In the Sandhills, the Tarheel ChalleNGe Academy provides a tuition-free, cost-free program that reaches out to help troubled youth and provides them with a safe, upright environment. Both North Carolina campuses in New London and Salemburg encourage participants to better themselves through responsibility and positive actions.
“We’re sincere about helping the youth. Many teenagers in our area are struggling, and we want to reach out,” said North Carolina NGYCP recruiter Rita Ladner. “So many kids are lost in the system, and we’re here to reach out and let them know that they have some place to turn to.”
The National Guard Youth ChalleNGe Program currently operates forty programs in twenty-eight states, Puerto Rico, and the District of Columbia, including the two campuses that are here in the Sandhills.
“The kids that attend Tarheel Challenge Academy are here voluntarily,” noted recruiter Ladner. “When a kid wants to do something, they are more likely to get something out of it. That’s why we have a ninety-two to ninety-four percent success rate.”
There are no special credits or prerequisite classes for youths who wish to attend. The potential cadets must voluntarily attend, be sixteen to eighteen years of age at time of entry, and be a legal resident of the state in which they are attending. In addition, they must currently be an at-risk student, felony free, unemployed or underemployed, and must be physically and mentally capable of completing the program.
“We push them to strive to do better. They can become the version of themselves that they want to be, and we help them realize that,” Ladner said.
The structured, disciplined, and routine-oriented environment helps teenagers work through their days using the military model. Though graduates of the program have a high success rate in joining the armed forces, the cadets are in no way required to join or become affiliated with the military, and are encouraged to pursue whatever brighter future they may envision.
“It’s an outlet, not an institution. We go to schools, the Department of Social Services, health centers, and juvenile detention centers and reach out to them,” said Ladner. The program instills a newfound sense of confidence and encourages ambition in youths who attend. These adolescents are able to undergo job skill training, gain experience with leadership, and, in some cases, obtain high school credit recovery so that they may attain their diploma.

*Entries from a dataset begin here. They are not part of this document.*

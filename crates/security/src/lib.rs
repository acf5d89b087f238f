//! Security hardening for toolwarden plugin loading.
//!
//! Provides:
//! - **Path validation**: plugin files must live under allowed plugin directories
//! - **Transport policy**: plaintext RPC only for local addresses unless opted in
//! - **Sanitization**: strip filesystem paths from crash messages before surfacing them

pub mod address;
pub mod path;
pub mod sanitize;

pub use address::{
    TlsPolicyError, TransportSecurity, host_of, is_local_address, resolve_transport_security,
    validate_tls_files,
};
pub use path::{FORBIDDEN_CHARS, PathValidationError, PluginPathPolicy};
pub use sanitize::{MAX_SANITIZED_LEN, sanitize_message};
//! Wire types shared by every plugin transport.

use serde::{Deserialize, Serialize};
use std::collections::{BTreeMap, HashMap};
use std::fmt;
use toolwarden_core::{EventContext, ValidationResult};

/// Plugin metadata, reported once at load time.
#[derive(Debug, Clone, Default, PartialEq, Eq, Serialize, Deserialize)]
pub struct PluginInfo {
    pub name: String,

    pub version: String,

    #[serde(default, skip_serializing_if = "String::is_empty")]
    pub description: String,

    #[serde(default, skip_serializing_if = "String::is_empty")]
    pub author: String,

    #[serde(default, skip_serializing_if = "String::is_empty")]
    pub url: String,
}

/// One event, flattened for a plugin.
#[derive(Debug, Clone, Default, PartialEq, Serialize, Deserialize)]
pub struct PluginRequest {
    pub event_type: String,

    pub tool_name: String,

    #[serde(default, skip_serializing_if = "Option::is_none")]
    pub command: Option<String>,

    #[serde(default, skip_serializing_if = "Option::is_none")]
    pub file_path: Option<String>,

    #[serde(default, skip_serializing_if = "Option::is_none")]
    pub content: Option<String>,

    #[serde(default, skip_serializing_if = "Option::is_none")]
    pub old_string: Option<String>,

    #[serde(default, skip_serializing_if = "Option::is_none")]
    pub new_string: Option<String>,

    #[serde(default, skip_serializing_if = "Option::is_none")]
    pub pattern: Option<String>,

    /// Plugin configuration; filled from the declaration when the caller sets none.
    #[serde(default, skip_serializing_if = "Option::is_none")]
    pub config: Option<HashMap<String, serde_json::Value>>,
}

impl PluginRequest {
    pub fn from_event(event: &EventContext) -> Self {
        let input = &event.tool_input;
        Self {
            event_type: event.event_type.as_str().to_string(),
            tool_name: event.tool_type.as_str().to_string(),
            command: input.command.clone(),
            file_path: input.file_path.clone(),
            content: input.content.clone(),
            old_string: input.old_string.clone(),
            new_string: input.new_string.clone(),
            pattern: input.pattern.clone(),
            config: None,
        }
    }

    /// Fill `config` from a declaration unless the caller already supplied one.
    pub fn with_default_config(mut self, config: &HashMap<String, serde_json::Value>) -> Self {
        if self.config.is_none() && !config.is_empty() {
            self.config = Some(config.clone());
        }
        self
    }
}

/// A plugin's answer for one request.
#[derive(Debug, Clone, Default, PartialEq, Eq, Serialize, Deserialize)]
pub struct PluginResponse {
    pub passed: bool,

    #[serde(default)]
    pub should_block: bool,

    #[serde(default, skip_serializing_if = "String::is_empty")]
    pub message: String,

    #[serde(default, skip_serializing_if = "String::is_empty")]
    pub error_code: String,

    #[serde(default, skip_serializing_if = "String::is_empty")]
    pub fix_hint: String,

    #[serde(default, skip_serializing_if = "String::is_empty")]
    pub doc_link: String,

    #[serde(default, skip_serializing_if = "HashMap::is_empty")]
    pub details: HashMap<String, String>,
}

impl PluginResponse {
    pub fn pass() -> Self {
        Self {
            passed: true,
            ..Self::default()
        }
    }

    pub fn warn(message: impl Into<String>) -> Self {
        Self {
            message: message.into(),
            ..Self::default()
        }
    }

    pub fn block(message: impl Into<String>) -> Self {
        Self {
            should_block: true,
            message: message.into(),
            ..Self::default()
        }
    }

    /// Convert to a core result. `passed` wins over a stray `should_block`.
    pub fn into_result(self, plugin: &str) -> ValidationResult {
        let mut result = if self.passed {
            ValidationResult::pass_with_message(self.message)
        } else if self.should_block {
            ValidationResult::block(self.message)
        } else {
            ValidationResult::warn(self.message)
        };

        if !self.doc_link.is_empty() {
            result = result.with_reference(self.doc_link);
        } else if !self.error_code.is_empty() {
            result = result.with_reference(self.error_code.clone());
        }
        if !self.fix_hint.is_empty() {
            result = result.with_fix_hint(self.fix_hint);
        }

        let details: BTreeMap<String, String> = self.details.into_iter().collect();
        result.details.extend(details);
        if !self.error_code.is_empty() {
            result = result.with_detail("error_code", self.error_code);
        }
        result.with_detail("plugin", plugin)
    }
}

/// How a plugin is reached.
#[derive(Debug, Clone, Copy, PartialEq, Eq, Hash, Serialize, Deserialize)]
#[serde(rename_all = "snake_case")]
pub enum Transport {
    /// Executable speaking JSON over stdin/stdout.
    Subprocess,
    /// Network service behind a pooled connection.
    Rpc,
    /// Dynamic library loaded into this process.
    Native,
}

impl Transport {
    pub fn parse(s: &str) -> Option<Self> {
        match s.trim().to_ascii_lowercase().as_str() {
            "subprocess" | "exec" | "process" => Some(Transport::Subprocess),
            "rpc" | "grpc" => Some(Transport::Rpc),
            "native" | "dylib" => Some(Transport::Native),
            _ => None,
        }
    }

    pub fn as_str(self) -> &'static str {
        match self {
            Transport::Subprocess => "subprocess",
            Transport::Rpc => "rpc",
            Transport::Native => "native",
        }
    }
}

impl fmt::Display for Transport {
    fn fmt(&self, f: &mut fmt::Formatter<'_>) -> fmt::Result {
        f.write_str(self.as_str())
    }
}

Additionally, ChalleNGe works with participants after they have graduated, continuing to ensure the brightest future imaginable. ChalleNGe helps former participants enroll in college or trade school, start on a career path, or join the military. As of 2019, more than 145,000 students have graduated from the NGYCP. Ladner is firm in the belief that ChalleNGe creates a positive impact in the life of every adolescent who comes to the program.